What the task requires:
Once the line containing "Self::new()" is found in the entries below, reproduce it and every line after it, stopping at and including the line containing "assert!(nvenc < qsv && qsv < vaapi);"; reproduce nothing else, and keep each line exact.

Recorded data:
▶
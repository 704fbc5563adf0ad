// src/media/encoder.rs - Encoder with hardware-preference probing
//
// Codec resolution walks a candidate list: hardware names for the
// family (explicit backend first, else platform order), the exact name
// as given, common software names, and finally lookup by codec id.
// `request_keyframe` marks the next submitted frame as an I-frame.

use ffmpeg_next::frame::Video as VideoFrame;
use ffmpeg_next::packet::Mut as PacketMut;
use ffmpeg_next::Packet;
use ffmpeg_sys_next::{
    avcodec_alloc_context3, avcodec_find_encoder, avcodec_find_encoder_by_name,
    avcodec_free_context, avcodec_open2, avcodec_receive_packet, avcodec_send_frame, AVCodec,
    AVCodecContext, AVCodecID, AVMediaType, AVPictureType, AVPixelFormat, AVRational, AVERROR,
    AVERROR_EOF, AV_FRAME_FLAG_KEY, EAGAIN,
};
use log::{error, info};
use std::collections::BTreeMap;
use std::ffi::CString;
use std::ptr::{null, null_mut};
use std::sync::atomic::{AtomicBool, AtomicU64, Ordering};
use std::time::Instant;

use crate::error::{AvError, EncodingError, Error, Result};
use crate::media::context::{av_err2str, dict_from_pairs};

/// Everything the encoder accepts directly; unknown knobs ride along in
/// `options` and reach the codec untouched.
#[derive(Clone)]
pub struct EncodeParam {
    pub codec_name: String,
    pub width: i32,
    pub height: i32,
    pub time_base: AVRational,
    /// Optional; `num == 0` means unknown.
    pub frame_rate: AVRational,
    pub pix_fmt: AVPixelFormat,
    /// bps; 0 leaves rate control to crf/qp.
    pub bit_rate: i64,
    pub gop_size: i32,
    /// Negative keeps the encoder default.
    pub max_b_frames: i32,
    pub thread_count: i32,
    /// 0..=51; negative disables.
    pub crf: i32,
    pub qp: i32,
    pub preset: String,
    pub tune: String,
    pub profile: String,
    pub options: BTreeMap<String, String>,
    pub prefer_hardware: bool,
    /// videotoolbox / nvenc / cuda / qsv / amf / vaapi; empty follows
    /// the platform preference order.
    pub hw_accel: String,
}

impl Default for EncodeParam {
    fn default() -> Self {
        Self {
            codec_name: "h264".into(),
            width: 0,
            height: 0,
            time_base: AVRational { num: 1, den: 90_000 },
            frame_rate: AVRational { num: 0, den: 1 },
            pix_fmt: AVPixelFormat::AV_PIX_FMT_YUV420P,
            bit_rate: 0,
            gop_size: 0,
            max_b_frames: -1,
            thread_count: 0,
            crf: -1,
            qp: -1,
            preset: String::new(),
            tune: String::new(),
            profile: String::new(),
            options: BTreeMap::new(),
            prefer_hardware: true,
            hw_accel: String::new(),
        }
    }
}

/// Aliases collapse onto the codec family name.
fn normalize_codec_name(name: &str) -> String {
    match name.to_ascii_lowercase().as_str() {
        "h265" | "x265" => "hevc".to_string(),
        "x264" => "h264".to_string(),
        other => other.to_string(),
    }
}

fn hw_names_for_family(family: &str, hw_accel: &str, out: &mut Vec<String>) {
    if family != "h264" && family != "hevc" {
        return;
    }
    let accel = hw_accel.to_ascii_lowercase();
    if !accel.is_empty() {
        let suffix = match accel.as_str() {
            "videotoolbox" => Some("videotoolbox"),
            "nvenc" | "cuda" => Some("nvenc"),
            "qsv" => Some("qsv"),
            "amf" => Some("amf"),
            "vaapi" => Some("vaapi"),
            _ => None,
        };
        if let Some(suffix) = suffix {
            out.push(format!("{family}_{suffix}"));
        }
        return;
    }

    #[cfg(target_os = "macos")]
    out.push(format!("{family}_videotoolbox"));
    out.push(format!("{family}_nvenc"));
    out.push(format!("{family}_qsv"));
    out.push(format!("{family}_amf"));
    out.push(format!("{family}_vaapi"));
}

/// The probe list, hardware first when requested, exact name, then the
/// common software encoders.
fn candidate_names(codec_name: &str, prefer_hardware: bool, hw_accel: &str) -> Vec<String> {
    let family = normalize_codec_name(codec_name);
    let mut names = Vec::new();

    if prefer_hardware {
        hw_names_for_family(&family, hw_accel, &mut names);
    }
    names.push(family.clone());
    match family.as_str() {
        "h264" => names.push("libx264".to_string()),
        "hevc" => names.push("libx265".to_string()),
        "mjpeg" => names.push("mjpeg".to_string()),
        "mpeg4" => names.push("mpeg4".to_string()),
        _ => {}
    }
    names.dedup();
    names
}

fn fallback_codec_id(family: &str) -> Option<AVCodecID> {
    match family {
        "h264" | "libx264" => Some(AVCodecID::AV_CODEC_ID_H264),
        "hevc" | "libx265" => Some(AVCodecID::AV_CODEC_ID_HEVC),
        "mjpeg" | "jpeg" => Some(AVCodecID::AV_CODEC_ID_MJPEG),
        "mpeg4" => Some(AVCodecID::AV_CODEC_ID_MPEG4),
        _ => None,
    }
}

fn resolve_codec(param: &EncodeParam) -> Option<*const AVCodec> {
    for name in candidate_names(&param.codec_name, param.prefer_hardware, &param.hw_accel) {
        let Ok(c_name) = CString::new(name) else { continue };
        let codec = unsafe { avcodec_find_encoder_by_name(c_name.as_ptr()) };
        if !codec.is_null() {
            return Some(codec);
        }
    }
    let family = normalize_codec_name(&param.codec_name);
    fallback_codec_id(&family).and_then(|id| {
        let codec = unsafe { avcodec_find_encoder(id) };
        (!codec.is_null()).then_some(codec as *const AVCodec)
    })
}

pub struct StreamEncoder {
    ctx: *mut AVCodecContext,
    force_idr: AtomicBool,
    frame_count: AtomicU64,
    start: Instant,
}

// SAFETY: the codec context is owned exclusively; encode() takes &mut,
// so FFI calls are serialized by the borrow checker.
unsafe impl Send for StreamEncoder {}

impl StreamEncoder {
    pub fn new() -> Self {
        Self {
            ctx: null_mut(),
            force_idr: AtomicBool::new(false),
            frame_count: AtomicU64::new(0),
            start: Instant::now(),
        }
    }

    pub fn init(&mut self, param: &EncodeParam) -> Result<()> {
        let codec = resolve_codec(param)
            .ok_or_else(|| Error::Encoding(EncodingError::EncoderNotFound(param.codec_name.clone())))?;

        unsafe {
            let ctx = avcodec_alloc_context3(codec);
            if ctx.is_null() {
                return Err(Error::Encoding(EncodingError::EncoderNotFound(
                    param.codec_name.clone(),
                )));
            }

            (*ctx).codec_type = AVMediaType::AVMEDIA_TYPE_VIDEO;
            (*ctx).codec_id = (*codec).id;
            (*ctx).width = param.width;
            (*ctx).height = param.height;
            (*ctx).time_base = if param.time_base.num > 0 {
                param.time_base
            } else {
                AVRational { num: 1, den: 90_000 }
            };
            if param.frame_rate.num > 0 && param.frame_rate.den > 0 {
                (*ctx).framerate = param.frame_rate;
            }
            (*ctx).pix_fmt = param.pix_fmt;
            if param.bit_rate > 0 {
                (*ctx).bit_rate = param.bit_rate;
            }
            if param.gop_size > 0 {
                (*ctx).gop_size = param.gop_size;
            }
            if param.max_b_frames >= 0 {
                (*ctx).max_b_frames = param.max_b_frames;
            }
            if param.thread_count > 0 {
                (*ctx).thread_count = param.thread_count;
            }

            let mut pairs: Vec<(String, String)> = param
                .options
                .iter()
                .map(|(k, v)| (k.clone(), v.clone()))
                .collect();
            if !param.preset.is_empty() {
                pairs.push(("preset".into(), param.preset.clone()));
            }
            if !param.tune.is_empty() {
                pairs.push(("tune".into(), param.tune.clone()));
            }
            if !param.profile.is_empty() {
                pairs.push(("profile".into(), param.profile.clone()));
            }
            if param.crf >= 0 {
                pairs.push(("crf".into(), param.crf.to_string()));
            }
            if param.qp >= 0 {
                // Encoders disagree on the knob name; set both.
                pairs.push(("qp".into(), param.qp.to_string()));
                pairs.push(("q".into(), param.qp.to_string()));
            }
            let pair_refs: Vec<(&str, &str)> = pairs
                .iter()
                .map(|(k, v)| (k.as_str(), v.as_str()))
                .collect();
            let mut opts = dict_from_pairs(&pair_refs);

            let ret = avcodec_open2(ctx, codec, &mut opts);
            ffmpeg_sys_next::av_dict_free(&mut opts);
            if ret < 0 {
                error!("encoder open failed: {}", av_err2str(ret));
                let mut ctx = ctx;
                avcodec_free_context(&mut ctx);
                return Err(Error::Encoding(EncodingError::Open(AvError::new(ret))));
            }

            self.close();
            self.ctx = ctx;
            info!(
                "encoder opened: {} {}x{} tb={}/{} br={} gop={}",
                param.codec_name,
                (*ctx).width,
                (*ctx).height,
                (*ctx).time_base.num,
                (*ctx).time_base.den,
                (*ctx).bit_rate,
                (*ctx).gop_size
            );
        }

        self.frame_count.store(0, Ordering::Relaxed);
        self.start = Instant::now();
        Ok(())
    }

    /// Submit one frame (None flushes) and receive at most one packet.
    pub fn encode(&mut self, frame: Option<&mut VideoFrame>) -> Result<Option<Packet>> {
        if self.ctx.is_null() {
            return Err(Error::Encoding(EncodingError::NotInitialized));
        }

        unsafe {
            let frame_ptr = match frame {
                Some(frame) => {
                    if self.force_idr.swap(false, Ordering::Relaxed) {
                        let raw = frame.as_mut_ptr();
                        (*raw).pict_type = AVPictureType::AV_PICTURE_TYPE_I;
                        (*raw).flags |= AV_FRAME_FLAG_KEY as libc::c_int;
                        (*raw).key_frame = 1;
                    }
                    frame.as_mut_ptr() as *const _
                }
                None => null(),
            };

            let ret = avcodec_send_frame(self.ctx, frame_ptr);
            if ret < 0 && ret != AVERROR(EAGAIN) && ret != AVERROR_EOF {
                return Err(Error::Encoding(EncodingError::Encode(AvError::new(ret))));
            }

            let mut packet = Packet::empty();
            let ret = avcodec_receive_packet(self.ctx, packet.as_mut_ptr());
            if ret == 0 {
                self.frame_count.fetch_add(1, Ordering::Relaxed);
                return Ok(Some(packet));
            }
            if ret == AVERROR(EAGAIN) || ret == AVERROR_EOF {
                return Ok(None);
            }
            Err(Error::Encoding(EncodingError::Encode(AvError::new(ret))))
        }
    }

    /// Mark the next submitted frame as an IDR request.
    pub fn request_keyframe(&self) {
        self.force_idr.store(true, Ordering::Relaxed);
    }

    /// Cumulative average since init: `(fps, frames, elapsed_seconds)`.
    pub fn fps(&self) -> (f64, u64, f64) {
        let frames = self.frame_count.load(Ordering::Relaxed);
        let elapsed = self.start.elapsed().as_secs_f64();
        let fps = if elapsed > 0.0 {
            frames as f64 / elapsed
        } else {
            0.0
        };
        (fps, frames, elapsed)
    }

    fn close(&mut self) {
        if !self.ctx.is_null() {
            unsafe {
                avcodec_free_context(&mut self.ctx);
            }
        }
    }
}

impl Default for StreamEncoder {
    fn default() -> Self {
        Self::new()
    }
}

impl Drop for StreamEncoder {
    fn drop(&mut self) {
        self.close();
    }
}

#[cfg(test)]
mod tests {
    use super::*;

    #[test]
    fn test_alias_normalization() {
        assert_eq!(normalize_codec_name("H265"), "hevc");
        assert_eq!(normalize_codec_name("x264"), "h264");
        assert_eq!(normalize_codec_name("x265"), "hevc");
        assert_eq!(normalize_codec_name("mjpeg"), "mjpeg");
    }

    #[test]
    fn test_candidates_with_explicit_backend() {
        let names = candidate_names("h264", true, "nvenc");
        assert_eq!(names[0], "h264_nvenc");
        assert!(names.contains(&"h264".to_string()));
        assert_eq!(names.last().unwrap(), "libx264");
    }

    #[test]
    fn test_candidates_platform_order_without_backend() {
        let names = candidate_names("hevc", true, "");
        let nvenc = names.iter().position(|n| n == "hevc_nvenc").unwrap();
        let qsv = names.iter().position(|n| n == "hevc_qsv").unwrap();
        let vaapi = names.iter().position(|n| n == "hevc_vaapi").unwrap();
        assert!(nvenc < qsv && qsv < vaapi);
        assert_eq!(names.last().unwrap(), "libx265");
    }

    #[test]
    fn test_candidates_software_only() {
        let names = candidate_names("h264", false, "nvenc");
        assert_eq!(names, vec!["h264".to_string(), "libx264".to_string()]);
    }

    #[test]
    fn test_candidates_unknown_family_passthrough() {
        let names = candidate_names("prores", true, "");
        assert_eq!(names, vec!["prores".to_string()]);
    }

    #[test]
    fn test_fallback_ids() {
        assert_eq!(fallback_codec_id("h264"), Some(AVCodecID::AV_CODEC_ID_H264));
        assert_eq!(fallback_codec_id("jpeg"), Some(AVCodecID::AV_CODEC_ID_MJPEG));
        assert_eq!(fallback_codec_id("prores"), None);
    }

    #[test]
    fn test_encode_before_init_fails() {
        let mut encoder = StreamEncoder::new();
        assert!(matches!(
            encoder.encode(None),
            Err(Error::Encoding(EncodingError::NotInitialized))
        ));
    }

    #[test]
    fn test_fps_starts_at_zero_frames() {
        let encoder = StreamEncoder::new();
        let (_, frames, _) = encoder.fps();
        assert_eq!(frames, 0);
    }
}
◀
Response to this exercise:
        Self::new()
    }
}

impl Drop for StreamEncoder {
    fn drop(&mut self) {
        self.close();
    }
}

#[cfg(test)]
mod tests {
    use super::*;

    #[test]
    fn test_alias_normalization() {
        assert_eq!(normalize_codec_name("H265"), "hevc");
        assert_eq!(normalize_codec_name("x264"), "h264");
        assert_eq!(normalize_codec_name("x265"), "hevc");
        assert_eq!(normalize_codec_name("mjpeg"), "mjpeg");
    }

    #[test]
    fn test_candidates_with_explicit_backend() {
        let names = candidate_names("h264", true, "nvenc");
        assert_eq!(names[0], "h264_nvenc");
        assert!(names.contains(&"h264".to_string()));
        assert_eq!(names.last().unwrap(), "libx264");
    }

    #[test]
    fn test_candidates_platform_order_without_backend() {
        let names = candidate_names("hevc", true, "");
        let nvenc = names.iter().position(|n| n == "hevc_nvenc").unwrap();
        let qsv = names.iter().position(|n| n == "hevc_qsv").unwrap();
        let vaapi = names.iter().position(|n| n == "hevc_vaapi").unwrap();
        assert!(nvenc < qsv && qsv < vaapi);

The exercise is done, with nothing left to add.